(Stored entries)
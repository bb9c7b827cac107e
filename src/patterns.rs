//! Compiled regex patterns for segmentation.
//!
//! All patterns are compiled once at first use via `LazyLock` and reused
//! for the lifetime of the program.

#![allow(clippy::expect_used)]

use std::sync::LazyLock;

use regex::Regex;

/// The word-character class: a space-split fragment counts as a word when
/// it contains at least one letter, decimal digit, letter number, or other
/// numeric symbol.
pub static WORD_CHARACTER: LazyLock<Regex> =
    LazyLock::new(|| Regex::new(r"[\p{L}\p{Nd}\p{Nl}\p{No}]").expect("WORD_CHARACTER regex"));

/// Any run of Unicode whitespace; collapsed to a single space by the
/// plain-text extraction mode.
pub static WHITESPACE_RUN: LazyLock<Regex> =
    LazyLock::new(|| Regex::new(r"\s+").expect("WHITESPACE_RUN regex"));
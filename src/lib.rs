//! # rs-boilerpipe
//!
//! Rust port of boilerpipe - boilerplate removal and main content
//! extraction from HTML.
//!
//! The crate turns an HTML token stream into a [`TextDocument`]: an
//! ordered sequence of [`TextBlock`]s, each annotated with word counts,
//! line-wrap statistics, link density and structural nesting depth. Those
//! annotations are the substrate on which content/boilerplate classifiers
//! (the [`Processor`] trait) operate; the core itself never decides what
//! is content.
//!
//! ## Quick Start
//!
//! ```rust
//! use rs_boilerpipe::parse_document;
//!
//! let html = r#"<html><head><title>Hi</title></head>
//! <body><p>Hello world this is a test</p></body></html>"#;
//!
//! let doc = parse_document(html);
//! assert_eq!(doc.title.as_deref(), Some("Hi"));
//! assert_eq!(doc.text_blocks.len(), 1);
//! assert_eq!(doc.text_blocks[0].num_words, 6);
//! ```
//!
//! ## Design
//!
//! - **Streaming**: the segmenter consumes tokens one at a time and never
//!   builds a DOM. Memory stays proportional to the current block, not
//!   the document.
//! - **Separation of concerns**: segmentation produces statistics;
//!   classification (external, via [`Processor`]) consumes them.
//! - **Best-effort errors**: recoverable tokenizer errors are collected
//!   while the stream drains; only transport failures abort a parse.

mod error;
mod extract;
mod patterns;

/// Text documents and projections.
pub mod document;

/// Character encoding detection and transcoding.
pub mod encoding;

/// The streaming segmentation engine.
pub mod segmenter;

/// The tag policy table consulted by the segmenter.
pub mod tags;

/// Text blocks and classification labels.
pub mod textblock;

/// URL utilities (publication-date recovery from paths).
pub mod url_utils;

// Public API - re-exports
pub use document::{Processor, TextDocument};
pub use error::{Error, Result};
pub use segmenter::Segmenter;
pub use textblock::{Label, TextBlock, EMPTY_END, EMPTY_START};

/// Segment an HTML document into annotated text blocks.
///
/// In-memory input cannot fail: recoverable tokenizer errors are
/// collected on [`TextDocument::warnings`] and the document is returned
/// regardless.
///
/// # Example
///
/// ```rust
/// use rs_boilerpipe::parse_document;
///
/// let doc = parse_document("<body><p>Some article text</p></body>");
/// assert_eq!(doc.text_blocks.len(), 1);
/// assert_eq!(doc.text_blocks[0].num_words, 3);
/// ```
#[must_use]
pub fn parse_document(html: &str) -> TextDocument {
    extract::parse_document(html)
}

/// Segment HTML bytes, sniffing the character encoding first.
///
/// Charset declarations in `<meta>` tags are honored; everything else is
/// treated as UTF-8 with lossy replacement.
///
/// # Example
///
/// ```rust
/// use rs_boilerpipe::parse_document_bytes;
///
/// let html = b"<meta charset=\"ISO-8859-1\"><body><p>Caf\xE9 culture</p></body>";
/// let doc = parse_document_bytes(html);
/// assert_eq!(doc.text_blocks[0].text, "Caf\u{e9} culture");
/// ```
#[must_use]
pub fn parse_document_bytes(html: &[u8]) -> TextDocument {
    extract::parse_document_bytes(html)
}

/// Segment an HTML document obtained from `url`, recovering a publication
/// date from the URL path when one is present.
///
/// The URL is used for metadata only; no fetching happens here.
///
/// # Example
///
/// ```rust
/// use rs_boilerpipe::parse_document_with_url;
/// use url::Url;
///
/// let url = Url::parse("https://example.com/2016/05/27/hello")?;
/// let doc = parse_document_with_url("<body><p>dated article text</p></body>", &url);
/// assert!(doc.date.is_some());
/// # Ok::<(), url::ParseError>(())
/// ```
#[must_use]
pub fn parse_document_with_url(html: &str, url: &url::Url) -> TextDocument {
    extract::parse_document_with_url(html, url)
}

/// Segment an HTML document read from a byte stream.
///
/// A transport failure aborts with [`Error::Io`]; recoverable tokenizer
/// errors do not (they ride on [`TextDocument::warnings`]).
///
/// # Example
///
/// ```rust
/// use rs_boilerpipe::parse_document_reader;
///
/// let html: &[u8] = b"<body><p>streamed content here</p></body>";
/// let doc = parse_document_reader(html)?;
/// assert_eq!(doc.text_blocks.len(), 1);
/// # Ok::<(), rs_boilerpipe::Error>(())
/// ```
pub fn parse_document_reader<R: std::io::Read>(reader: R) -> Result<TextDocument> {
    extract::parse_document_reader(reader)
}

/// Extract readable plain text, skipping all block and density
/// bookkeeping.
///
/// Text inside ignorable regions is dropped; runs are joined with single
/// spaces except across anchor and no-whitespace inline boundaries.
///
/// # Example
///
/// ```rust
/// use rs_boilerpipe::extract_text;
///
/// let text = extract_text("<body>Hello <b>world</b>!</body>");
/// assert_eq!(text, "Hello world!");
/// ```
#[must_use]
pub fn extract_text(html: &str) -> String {
    extract::extract_text(html)
}

/// Extract readable plain text from a byte stream.
pub fn extract_text_reader<R: std::io::Read>(reader: R) -> Result<String> {
    extract::extract_text_reader(reader)
}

- _Exercise requirements_: Return only the lines running from the line with "extract::extract_text(html)" to the last line of the records, both included, exactly as written.

- _Task result_:
    extract::extract_text(html)
}

/// Extract readable plain text from a byte stream.
pub fn extract_text_reader<R: std::io::Read>(reader: R) -> Result<String> {
    extract::extract_text_reader(reader)
}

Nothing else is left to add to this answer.